On Air : Live at the BBC Volume Two
It’s a little known fact nowadays, but The Beatles recorded 88 songs in 53 live recording sessions for the BBC between 1962 and 1965. It was a way for the band to connect with its audience without thousands of screaming fans present and it offers charming, if not a little fake at times, interviews with the band from the beginning of their world domination. The Beatles: On Air – Live a the BBC Volume 2 is the second album of songs from these sessions – Volume 1 was released in 1994. There are no unreleased originals on the new record, but there are some wonderful covers, including Buddy Holly’s Words for Love and Chuck Berry’s I’m Talking About You, and 30 well-known songs from band’s catalogue, like Twist And Shout, Please Mister Postman and Money.

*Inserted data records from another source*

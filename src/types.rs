use std::fmt::Display;

use serde::{Deserialize, Serialize};

/// 1-based question number, assigned by layout order.
pub type QuestionNumber = u32;

#[derive(Copy, Clone, Debug, PartialEq, Eq, Hash, Serialize, Deserialize)]
pub struct Size<T> {
    pub width: T,
    pub height: T,
}

// Defines a new type that wraps a String for use as an ID.
macro_rules! idtype {
    ($name:ident) => {
        #[derive(Clone, Debug, PartialEq, Eq, PartialOrd, Ord, Hash, Serialize, Deserialize)]
        pub struct $name(String);

        impl $name {
            pub fn from(s: String) -> Self {
                Self(s)
            }

            pub fn as_str(&self) -> &str {
                &self.0
            }
        }

        impl Display for $name {
            fn fmt(&self, f: &mut std::fmt::Formatter<'_>) -> std::fmt::Result {
                write!(f, "{}", self.0)
            }
        }
    };
}

idtype!(SubjectName);

/// A single answer option, `A` for index 0, `B` for index 1, and so on.
#[derive(Copy, Clone, Debug, PartialEq, Eq, Hash, PartialOrd, Ord)]
pub struct OptionLetter(char);

impl OptionLetter {
    pub fn from_index(index: usize) -> Self {
        let offset = u8::try_from(index).unwrap_or(u8::MAX).min(25);
        Self(char::from(b'A' + offset))
    }

    pub fn index(&self) -> usize {
        (self.0 as u8 - b'A') as usize
    }

    pub fn as_char(&self) -> char {
        self.0
    }

    /// Case-insensitive comparison against a key token such as `"b"` or `" C"`.
    pub fn matches(&self, token: &str) -> bool {
        let mut chars = token.trim().chars();
        match (chars.next(), chars.next()) {
            (Some(c), None) => c.eq_ignore_ascii_case(&self.0),
            _ => false,
        }
    }
}

impl Display for OptionLetter {
    fn fmt(&self, f: &mut std::fmt::Formatter<'_>) -> std::fmt::Result {
        write!(f, "{}", self.as_char())
    }
}
extern crate log;
extern crate pretty_env_logger;

use std::path::Path;
use std::process::exit;

use clap::{arg, command, Command};

use crate::config::ScoringConfig;
use crate::interpret::{evaluate_sheet, Diagnostic, InterpretOptions};
use crate::metadata::SheetMetadata;
use crate::record::{JsonLinesSink, ResultSink};

mod answer_key;
mod bubbles;
mod classify;
mod config;
mod debug;
mod geometry;
mod image_utils;
mod interpret;
mod layout;
mod metadata;
mod preprocess;
mod record;
mod score;
mod sheet_template;
mod types;
mod workbook;

fn main() {
    pretty_env_logger::init_custom_env("LOG");

    let matches = cli().get_matches();
    let debug = matches.get_flag("debug");
    let image_path = matches
        .get_one::<String>("image_path")
        .expect("sheet image path is required");
    let key_path = matches
        .get_one::<String>("key")
        .expect("answer key path is required");
    let metadata = SheetMetadata::new(
        matches.get_one::<String>("student").map(String::as_str),
        matches.get_one::<String>("set").map(String::as_str),
    );

    let config = match matches.get_one::<String>("config") {
        Some(path) => match ScoringConfig::load(Path::new(path)) {
            Ok(config) => config,
            Err(e) => {
                eprintln!("Error loading config: {}", e);
                exit(1);
            }
        },
        None => ScoringConfig::default(),
    };

    let options = InterpretOptions { debug, config };

    let evaluation = match evaluate_sheet(
        Path::new(image_path),
        Path::new(key_path),
        &metadata,
        &options,
    ) {
        Ok(evaluation) => evaluation,
        Err(e) => {
            eprintln!("Error: {}", e);
            exit(1);
        }
    };

    log::debug!("detected answers: {:?}", evaluation.answers);
    for diagnostic in &evaluation.diagnostics {
        match diagnostic {
            Diagnostic::NoBubblesDetected => eprintln!("Warning: no answer bubbles detected"),
            Diagnostic::KeySheetFallback {
                requested,
                used,
                reason,
            } => eprintln!(
                "Warning: answer key sheet {:?} unavailable ({}), used {:?}",
                requested, reason, used
            ),
        }
    }

    match serde_json::to_string_pretty(&evaluation.result) {
        Ok(json) => println!("{}", json),
        Err(e) => {
            eprintln!("Error encoding result: {}", e);
            exit(1);
        }
    }

    if let Some(output_path) = matches.get_one::<String>("output") {
        let mut sink = JsonLinesSink::new(Path::new(output_path));
        if let Err(e) = sink.save(&evaluation.result) {
            eprintln!("Error saving result: {}", e);
            exit(1);
        }
    }
}

#[allow(clippy::cognitive_complexity)]
fn cli() -> Command {
    command!()
        .arg(arg!(-k --key <PATH> "Path to the answer key workbook (.xlsx)").required(true))
        .arg(arg!(-s --set <NAME> "Answer key set label read from the sheet, e.g. \"Set B\""))
        .arg(arg!(-n --student <NAME> "Student name read from the sheet"))
        .arg(arg!(-c --config <PATH> "Path to a config.json overriding the defaults"))
        .arg(arg!(-o --output <PATH> "Append the result to this JSON lines file"))
        .arg(arg!(-d --debug "Write debug images next to the sheet image"))
        .arg(arg!(image_path: <IMAGE> "Path to the scanned answer sheet").required(true))
}
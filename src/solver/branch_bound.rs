use crate::algorithm::GreedyColoring;
use crate::graph::undirected::TreeBackedGraph;
use crate::graph::*;
use crate::solver::{clique_upper_bound, CliqueResult, MaxCliqueSolver, SolverError};
use std::collections::BTreeSet;

/// Exact maximum-clique search.
///
/// The maximum size is binary-searched between zero and the MaxSAT upper
/// bound; each candidate size is settled by a branch-and-bound probe for a
/// clique that large.
#[derive(Debug, Default, Clone, Copy)]
pub struct BranchBoundSolver;

impl MaxCliqueSolver for BranchBoundSolver {
    fn find_max_clique(&self, graph: &TreeBackedGraph) -> Result<CliqueResult, SolverError> {
        let mut calls = 0;
        let mut best = graph.subset(&BTreeSet::new());
        let mut low = 0;
        let mut high = clique_upper_bound(graph);
        while low < high {
            let want = (low + high + 1) / 2;
            match Self::probe(graph.clone(), want, &mut calls) {
                Some(clique) => {
                    low = clique.vertex_size();
                    best = clique;
                }
                None => high = want - 1,
            }
        }
        Ok(CliqueResult {
            clique: best,
            calls,
        })
    }
}

impl BranchBoundSolver {
    /// Searches for a clique on at least `want` vertices, also reporting
    /// how many probe calls the search took.
    pub fn find_clique(graph: &TreeBackedGraph, want: usize) -> (Option<TreeBackedGraph>, usize) {
        let mut calls = 0;
        let found = Self::probe(graph.clone(), want, &mut calls);
        (found, calls)
    }

    fn probe(mut graph: TreeBackedGraph, want: usize, calls: &mut usize) -> Option<TreeBackedGraph> {
        *calls += 1;
        if want == 0 {
            return Some(graph.subset(&BTreeSet::new()));
        }
        loop {
            if graph.vertex_size() < want {
                return None;
            }
            if clique_upper_bound(&graph) < want {
                return None;
            }
            if graph.is_clique() {
                return Some(graph);
            }
            // vertices with too few neighbors to sit in a clique this large
            let weak: Vec<VertexId> = graph
                .iter_vertices()
                .filter(|v| graph.degree(v) + 1 < want)
                .collect();
            if !weak.is_empty() {
                for v in weak {
                    let _ = graph.remove_vertex(&v);
                }
                continue;
            }
            let v = graph
                .iter_vertices()
                .min_by_key(|v| (graph.degree(v), *v))
                .unwrap();
            if graph.degree(&v) + 1 == want {
                // the only hope for v is its whole closed neighborhood
                let candidate = graph.neighborhood(&v);
                if candidate.is_clique() {
                    return Some(candidate);
                }
            } else {
                let around = graph.neighborhood(&v);
                if around.coloring_bound() >= want {
                    if let Some(clique) = Self::probe(around, want, calls) {
                        return Some(clique);
                    }
                }
            }
            // no clique this large contains v
            let _ = graph.remove_vertex(&v);
        }
    }
}
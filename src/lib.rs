//! Graph modelling and exact maximum-clique search.
//!
//! # Layering
//!
//! Low-level graphs carry lightweight `usize`-backed vertex and edge ID's,
//! so algorithm code may copy and store them freely.
//! [`graph::keyed::KeyedGraph`] wraps a low-level graph and maps user-chosen
//! vertex keys onto those ID's, which is how client code usually builds graphs.
//!
//! # Solving
//!
//! [`solver::MaxCliqueSolver`] is the solver contract: one required primitive,
//! maximum clique, from which vertex covers, independent sets and greedy
//! partitions are all derived. [`solver::BranchBoundSolver`] implements it with
//! a binary search on the clique size, pruned by the MaxSAT-style bound in
//! [`solver::clique_upper_bound`]. [`solver::ExternalSolver`] delegates to an
//! independently built clique finder over a pipe.
//!
//! ```
//! use maxclique::graph::{keyed::KeyedGraph, undirected};
//! use maxclique::solver::{BranchBoundSolver, MaxCliqueSolver};
//!
//! let mut g = KeyedGraph::<u32, undirected::TreeBackedGraph>::new();
//! for (u, v) in [(1, 2), (1, 3), (2, 3), (3, 4)] {
//!     g.add_edge(&u, &v).unwrap();
//! }
//! let clique = g.max_clique(&BranchBoundSolver).unwrap();
//! assert_eq!(clique, vec![1, 2, 3]);
//! ```
//!
//! Graphs persist in a DIMACS-style edge-list dialect via [`dimacs`].

pub mod algorithm;
pub mod dimacs;
pub mod error;
pub mod graph;
pub mod solver;
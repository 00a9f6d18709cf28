mod tree_backed;
pub use self::tree_backed::*;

STACK Magazine says: 43 years after their disbandment, it’s remarkable yet more is mined from The Beatles’ archives, more remarkable still it’s as vibrant, engaging and energised as this second set of BBC live recordings from the innocence of 1963/64. Before video clips – and decades before the internet – over-awed fans wrote to fan clubs and radio stations. It’s endearing to hear 22-year old Beatles reading dedications to fawning school girls between covers of Buddy Holly’s Words of Love, Chuck Berry’s Lucille, and their early originals. But it’s the one-take professionalism and already keen sense of restless evolution that define these sessions. Still fab.
Pitchforck says: “…approached on its own terms, Vol. 2 is still a pleasure to behold. While it’s designed to evoke a bygone era when congregating around the living-room radio was British-household ritual, the grab-bag sequencing and strategically stitched between-song banter lend the collection a frenetic, cut-and-paste momentum that’s remarkably attuned to modern listening habits.”
The Guardian says: “Lacking any unreleased originals, leaning heavily on covers (most rarely Stephen Foster’s Beautiful Dreamer and Chuck Berry’s I’m Talking About You) and sounding ragged owing to the band recording up to 18 songs a day, the echoes of Hamburg and ramshackle takes on the classics here will thrill historians, but there’s as much value in their Goon-like banter during the interspersed chats with various Cholmondley-Warners.